K_v, K_i, and K_j are the coefficients taking into account the influence (significance) of the relevant factors;

n + k + 1 is the number of analyzed factors in the functional F.

2.3. Definition of Constraints

The optimal values h₀, v₀, and P₀ correspond to the optimal value of the specific heat flux density:

q₀ ↔ {P₀, h₀, v₀, t}

The functional dependency linking these parameters is discussed below.

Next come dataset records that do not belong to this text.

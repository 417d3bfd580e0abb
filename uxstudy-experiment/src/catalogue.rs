use std::collections::HashSet;

use rand::Rng;
use rand::seq::SliceRandom;
use serde::{Deserialize, Serialize};

use crate::error::{StudyError, StudyResult};

/// Ordered instruction names and the index each one is scored by.
#[derive(Debug, Clone, PartialEq, Eq)]
pub struct InstructionCatalogue {
    names: Vec<String>,
    indices: Vec<usize>,
}

impl InstructionCatalogue {
    pub fn new(names: Vec<String>, indices: Vec<usize>) -> StudyResult<Self> {
        if names.len() != indices.len() {
            return Err(StudyError::Configuration(format!(
                "catalogue has {} names but {} indices",
                names.len(),
                indices.len()
            )));
        }
        if names.is_empty() {
            return Err(StudyError::Configuration("catalogue is empty".into()));
        }
        let mut seen = HashSet::new();
        for &index in &indices {
            if index >= names.len() || !seen.insert(index) {
                return Err(StudyError::Configuration(format!(
                    "catalogue index {index} is duplicated or exceeds the {} names",
                    names.len()
                )));
            }
        }
        Ok(Self { names, indices })
    }

    /// Catalogue whose indices follow name order.
    pub fn from_names(names: Vec<String>) -> StudyResult<Self> {
        let indices = (0..names.len()).collect();
        Self::new(names, indices)
    }

    pub fn len(&self) -> usize {
        self.names.len()
    }

    pub fn is_empty(&self) -> bool {
        self.names.is_empty()
    }

    pub fn names(&self) -> &[String] {
        &self.names
    }

    pub fn indices(&self) -> &[usize] {
        &self.indices
    }

    pub fn name_for(&self, index: usize) -> Option<&str> {
        self.names.get(index).map(String::as_str)
    }

    /// Repeats every index `multiplier` times and shuffles the result. The name
    /// stream is derived from the same permutation, so position `k` of both
    /// streams is always the same trial.
    pub fn build<R: Rng + ?Sized>(&self, multiplier: u32, rng: &mut R) -> StudyResult<TrialSequence> {
        if multiplier == 0 {
            return Err(StudyError::Configuration(
                "instruction multiplier must be at least 1".into(),
            ));
        }
        let mut indices: Vec<usize> = self
            .indices
            .iter()
            .copied()
            .cycle()
            .take(self.indices.len() * multiplier as usize)
            .collect();
        indices.shuffle(rng);

        let names = indices
            .iter()
            .map(|&i| self.names[i].clone())
            .collect();

        Ok(TrialSequence { indices, names })
    }

    /// Checks a pre-generated sequence against this catalogue. Positions past
    /// the shorter stream are only range-checked.
    pub fn check_sequence(&self, sequence: &TrialSequence) -> StudyResult<()> {
        for (k, &index) in sequence.indices().iter().enumerate() {
            let Some(expected) = self.name_for(index) else {
                return Err(StudyError::Configuration(format!(
                    "trial {k} targets index {index}, but the catalogue has {} entries",
                    self.len()
                )));
            };
            match sequence.names().get(k) {
                Some(name) if name != expected => {
                    return Err(StudyError::Configuration(format!(
                        "trial {k} is named {name:?}, but index {index} is {expected:?}"
                    )));
                }
                _ => {}
            }
        }
        Ok(())
    }
}

/// The trial order for a participant: an index stream and a name stream.
#[derive(Debug, Clone, PartialEq, Eq, Serialize, Deserialize)]
pub struct TrialSequence {
    indices: Vec<usize>,
    names: Vec<String>,
}

impl TrialSequence {
    /// Assembles a sequence from pre-generated streams. Lengths are not checked
    /// here; `check_consistent` reports a mismatch when the sequence is used.
    pub fn from_parts(indices: Vec<usize>, names: Vec<String>) -> Self {
        Self { indices, names }
    }

    pub fn len(&self) -> usize {
        self.indices.len()
    }

    pub fn is_empty(&self) -> bool {
        self.indices.is_empty()
    }

    pub fn indices(&self) -> &[usize] {
        &self.indices
    }

    pub fn names(&self) -> &[String] {
        &self.names
    }

    pub fn index_at(&self, turn: usize) -> StudyResult<usize> {
        self.indices
            .get(turn)
            .copied()
            .ok_or(StudyError::IndexOutOfRange {
                index: turn,
                len: self.indices.len(),
            })
    }

    pub fn name_at(&self, turn: usize) -> StudyResult<&str> {
        self.names
            .get(turn)
            .map(String::as_str)
            .ok_or(StudyError::IndexOutOfRange {
                index: turn,
                len: self.names.len(),
            })
    }

    pub fn check_consistent(&self) -> StudyResult<()> {
        if self.indices.len() != self.names.len() {
            return Err(StudyError::SequenceLengthMismatch {
                indices: self.indices.len(),
                names: self.names.len(),
            });
        }
        Ok(())
    }
}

The heat source from the laser beam can be represented by a double ellipsoid in three dimensions with a Gaussian distribution along each axis, as proposed in the Goldak model [57]. The solution of the Gaussian dependence—for example, using the finite element method—requires the construction of a very fine grid with a thickening at the laser spot. In this case, the number of finite elements becomes extremely large. Thus, to simplify the problem, it is advisable to represent the heat source model as constant over the layer surface, changing only in the direction of depth, which gives the heat flux density equation as a function of depth in 0 < z < c [57]:

$$q(z)=\frac{2\sqrt{3}P}{\sqrt{\pi }\cdot c\cdot h^2}\exp \left(-3\frac{z^2}{c^2}\right)$$

(5)

where c is a melting pool depth.

In engineering practice, when describing LPBF or LDED technology, it is assumed that the fusion process can be described in terms of the energy density of the laser beam per unit volume of the alloyed material:

$$E=\frac{P}{h\cdot v\cdot t}$$

(6)

where t is the layer thickness in the coordinate z.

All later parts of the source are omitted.